§ Work to complete
I need the lines below from the one with "outcomes are reported" down to the one with "repository 7b838ad8ca0f1cf8" reproduced exactly, both ends included, and nothing else.

Start of Block

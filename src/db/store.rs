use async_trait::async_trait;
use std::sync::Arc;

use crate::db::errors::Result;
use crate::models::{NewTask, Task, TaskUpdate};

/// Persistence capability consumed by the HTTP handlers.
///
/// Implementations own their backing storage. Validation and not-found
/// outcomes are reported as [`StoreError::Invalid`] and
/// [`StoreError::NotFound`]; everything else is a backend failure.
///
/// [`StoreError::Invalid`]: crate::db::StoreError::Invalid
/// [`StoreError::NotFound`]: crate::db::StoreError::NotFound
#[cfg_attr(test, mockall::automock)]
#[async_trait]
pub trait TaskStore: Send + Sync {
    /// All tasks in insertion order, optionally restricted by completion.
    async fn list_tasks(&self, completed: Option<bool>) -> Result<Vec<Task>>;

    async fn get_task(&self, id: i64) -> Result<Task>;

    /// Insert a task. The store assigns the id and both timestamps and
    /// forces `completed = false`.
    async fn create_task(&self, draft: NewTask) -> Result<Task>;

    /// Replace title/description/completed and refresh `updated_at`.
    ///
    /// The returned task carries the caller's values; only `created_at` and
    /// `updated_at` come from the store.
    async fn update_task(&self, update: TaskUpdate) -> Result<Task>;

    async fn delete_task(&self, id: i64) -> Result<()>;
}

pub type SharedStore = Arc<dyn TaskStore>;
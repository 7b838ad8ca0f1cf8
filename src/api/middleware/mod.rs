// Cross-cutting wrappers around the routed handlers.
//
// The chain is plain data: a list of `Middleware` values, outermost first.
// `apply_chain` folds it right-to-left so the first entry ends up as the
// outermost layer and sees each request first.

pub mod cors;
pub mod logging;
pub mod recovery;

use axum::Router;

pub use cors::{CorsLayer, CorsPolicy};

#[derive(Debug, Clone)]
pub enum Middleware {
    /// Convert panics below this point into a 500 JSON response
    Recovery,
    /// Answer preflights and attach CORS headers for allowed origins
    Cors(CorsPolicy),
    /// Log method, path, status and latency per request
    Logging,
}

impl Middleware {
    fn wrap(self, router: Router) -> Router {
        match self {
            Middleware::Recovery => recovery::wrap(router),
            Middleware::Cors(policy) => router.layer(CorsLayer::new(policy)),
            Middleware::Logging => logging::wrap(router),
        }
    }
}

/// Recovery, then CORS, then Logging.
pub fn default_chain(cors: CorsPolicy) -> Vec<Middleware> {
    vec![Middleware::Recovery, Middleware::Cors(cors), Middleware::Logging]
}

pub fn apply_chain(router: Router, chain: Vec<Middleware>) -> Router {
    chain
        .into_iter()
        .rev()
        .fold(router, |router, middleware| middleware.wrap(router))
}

End of Block

§ Task answer
/// outcomes are reported as [`StoreError::Invalid`] and
/// [`StoreError::NotFound`]; everything else is a backend failure.
///
/// [`StoreError::Invalid`]: crate::db::StoreError::Invalid
/// [`StoreError::NotFound`]: crate::db::StoreError::NotFound
#[cfg_attr(test, mockall::automock)]
#[async_trait]
pub trait TaskStore: Send + Sync {
    /// All tasks in insertion order, optionally restricted by completion.
    async fn list_tasks(&self, completed: Option<bool>) -> Result<Vec<Task>>;

    async fn get_task(&self, id: i64) -> Result<Task>;

    /// Insert a task. The store assigns the id and both timestamps and
    /// forces `completed = false`.
    async fn create_task(&self, draft: NewTask) -> Result<Task>;

    /// Replace title/description/completed and refresh `updated_at`.
    ///
    /// The returned task carries the caller's values; only `created_at` and
    /// `updated_at` come from the store.
    async fn update_task(&self, update: TaskUpdate) -> Result<Task>;

    async fn delete_task(&self, id: i64) -> Result<()>;
}

pub type SharedStore = Arc<dyn TaskStore>;
repository 7b838ad8ca0f1cf8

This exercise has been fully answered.